Alors que la plupart des festivals d’été concentrent sur quelques jours l’ensemble de leur programmation, Musicancy fait le pari du temps long et étale sur près de quatre mois – de mai à septembre – ses rendez-vous musicaux. La vertu de ce calendrier est de transformer chaque concert en retrouvailles festives et il suffit pour s’en convaincre d’observer le public converger vers l’esplanade du château 45 minutes avant le début de la représentation : dans un sympathique brouhaha pas snob pour deux sous, on s’embrasse comme du bon pain, on se donne l’accolade, on échange sur la chaleur qui baigne ce coin de Tonnerrois depuis le début de la semaine et on garde des chaises pour les amis retardataires qui risquent de manquer la clé d’écoute d’avant concert !

Il faut reconnaitre à Fannie Vernaz et à tous les bénévoles du festival le talent d’avoir su faire de Musicancy ce moment privilégié où, dans un lieu d’exception, les artistes et la musique se donnent à partager en toute simplicité à l’image d’Olivier Fortin qui vient à la rencontre du public en t-shirt et bermuda, chaussé de spartiates, pour l’entretenir de la place de Pygmalion dans la production lyrique de Jean-Philippe Rameau.

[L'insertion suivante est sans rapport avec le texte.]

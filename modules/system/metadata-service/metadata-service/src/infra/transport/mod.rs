//! Transport implementations.

mod memory;
mod tcp;

pub use memory::InMemoryTransport;
pub use tcp::TcpTransport;

/// First port handed out for ephemeral binds by [`InMemoryTransport`].
pub const EPHEMERAL_PORT_START: u16 = 49152;

/// Reference counts of one shared listener.
#[derive(Debug, Default)]
struct ListenerRefs {
    total: usize,
    ordinary: usize,
}

impl ListenerRefs {
    fn acquire(&mut self, metadata_only: bool) {
        self.total += 1;
        if !metadata_only {
            self.ordinary += 1;
        }
    }

    /// Returns `true` when the last reference is gone.
    fn release(&mut self, metadata_only: bool) -> bool {
        self.total = self.total.saturating_sub(1);
        if !metadata_only {
            self.ordinary = self.ordinary.saturating_sub(1);
        }
        self.total == 0
    }

    fn is_metadata_only(&self) -> bool {
        self.ordinary == 0
    }
}
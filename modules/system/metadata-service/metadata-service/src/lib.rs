#![cfg_attr(coverage_nightly, feature(coverage_attribute))]
//! Metadata Service Module
//!
//! Publishes an application's own service metadata as a callable service so
//! other nodes can query it directly.
//!
//! ## Architecture
//!
//! - **Exporter**: chooses or shares an endpoint, prepares storage, publishes the
//!   metadata service. Idempotent and single-flight.
//! - **Storage strategies**: `local`, `remote` (metadata center) and `composite`,
//!   selected by `metadata.metadata_type`.
//! - **Deployer**: exports ordinary services, then metadata, then delayed
//!   services; stops in reverse order.
//! - **Transports**: in-memory for tests and single-process use, TCP with
//!   newline-delimited JSON for real sockets.

#![forbid(unsafe_code)]
#![deny(rust_2018_idioms)]

// Re-export SDK types
pub use metadata_service_sdk::*;

pub mod config;
pub mod context;
pub mod deployer;
#[doc(hidden)]
pub mod domain;
pub mod infra;

pub use config::{
    ApplicationConfig, ConfigError, DeployerConfig, MetadataExportConfig, ProtocolConfig,
    ServiceConfig,
};
pub use context::{AppContext, AppContextBuilder};
pub use deployer::{ApplicationDeployer, DeployState, ServiceDefinition};
pub use domain::selector::{ChoiceSource, EndpointChoice, select_endpoint};
pub use domain::storage::{
    COMPOSITE_STORAGE, CompositeMetadataStorage, LOCAL_STORAGE, LocalMetadataStorage,
    REMOTE_STORAGE, RemoteMetadataStorage, StorageContext, StorageFactory, StorageRegistry,
    StorageRegistryBuilder,
};
pub use domain::{
    DeployError, ExportError, LocalMetadata, MetadataServiceExporter, MetadataServiceImpl,
    MetadataServiceInvoker, RegistryError,
};
pub use infra::{InMemoryMetadataCenter, InMemoryTransport, TcpTransport};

Avec l’enthousiasme des gens passionnés, une pointe d’accent québécois émaillant la chaleur de son discours, le jeune chef bourguignon d’origines canadiennes (qui peut sérieusement croire que sa silhouette adolescente est celle d’un quinquagénaire ?) partage avec les festivaliers sa passion pour l’univers ramiste, le génie rythmique de sa musique et son envie, vieille de 30 ans, de monter Pygmalion.

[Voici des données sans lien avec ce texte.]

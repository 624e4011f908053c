//! Storage strategy plugin API.
//!
//! A strategy decides where exported metadata lives and where queries are
//! answered from. Implementations are produced by factories registered under a
//! storage key (`local`, `remote`, `composite`).

use async_trait::async_trait;

use crate::error::MetadataServiceError;
use crate::models::{MetadataInfo, ServiceQuery, ServiceUrl};

#[async_trait]
pub trait MetadataStorage: Send + Sync {
    /// Storage key this strategy was registered under.
    fn kind(&self) -> &str;

    /// Store the current snapshot before the metadata service goes live.
    ///
    /// Called again whenever the set of exported services changes.
    ///
    /// # Errors
    ///
    /// Returns `StorageUnavailable` when a backing store cannot be reached.
    async fn prepare(&self, info: &MetadataInfo) -> Result<(), MetadataServiceError>;

    /// Endpoints matching the query.
    ///
    /// # Errors
    ///
    /// Returns an error if the backing store fails.
    async fn lookup(&self, query: &ServiceQuery) -> Result<Vec<ServiceUrl>, MetadataServiceError>;

    /// Snapshot for the given revision, or the latest one when `revision` is `None`.
    ///
    /// # Errors
    ///
    /// Returns an error if the backing store fails.
    async fn metadata_info(
        &self,
        revision: Option<&str>,
    ) -> Result<Option<MetadataInfo>, MetadataServiceError>;
}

Pour la première participation de l’ensemble Masques au festival Musicancy, ce désir peut devenir réalité même si les temps de répétition ont été excessivement contraints. Moins d’une semaine pour tout mettre en place relève de la gageure mais après une première représentation à l’abbaye de Cluny – et la veille de redonner le même programme à la basilique Notre-Dame de Beaune – toutes les conditions étaient réunies pour faire de cette soirée ancéacquaise un des temps forts de la 22e édition du festival Musicancy.

Jean-Philippe Rameau en sa cour

La partition de Pygmalion n’excédant pas une heure de musique, Olivier Fortin et l’ensemble Masques ouvrent le concert par une suite d’orchestre extraite de la tragédie lyrique Hippolyte et Aricie. Rondeaux, gavottes et ritournelles n’ont pas leur pareil pour « chauffer » les instrumentistes, exciter la curiosité des spectateurs et faire la démonstration des affinités des musiciens avec la subtile grammaire ramiste.

Dès l’ouverture, les pupitres des cordes conduits par le Sophie Gent sonnent avec un éclat qui est la marque des meilleures formations baroques. D’une précision millimétrée, les violons de l’ensemble Masques ont le soyeux indispensable à l’exécution de la musique française du XVIIIe siècle et caressent l’oreille du public par leur élégance de bon ton. Dans les passages plus emportés – le Tonnerre de Rameau n’a pas à rougir de la comparaison avec les tempêtes orchestrales composées plus tardivement par Gluck, Rossini et Verdi – ils gardent la même homogénéité sans rien perdre de leur précision.

La suite d’Hippolyte et Aricie permet aussi à chacun des pupitres de briller à tour de rôle : la virtuosité des flûtes éclabousse l’interprétation des deux gavottes vives, le basson ponctue la Ritournelle de sa brillante pulsation et les hautbois de Jasu Moisio et Rodrigo Gutiérrez connaissent leur minute de gloire dans les rigaudons qui transfigurent de simples danses paysannes en grands divertissements de Cour.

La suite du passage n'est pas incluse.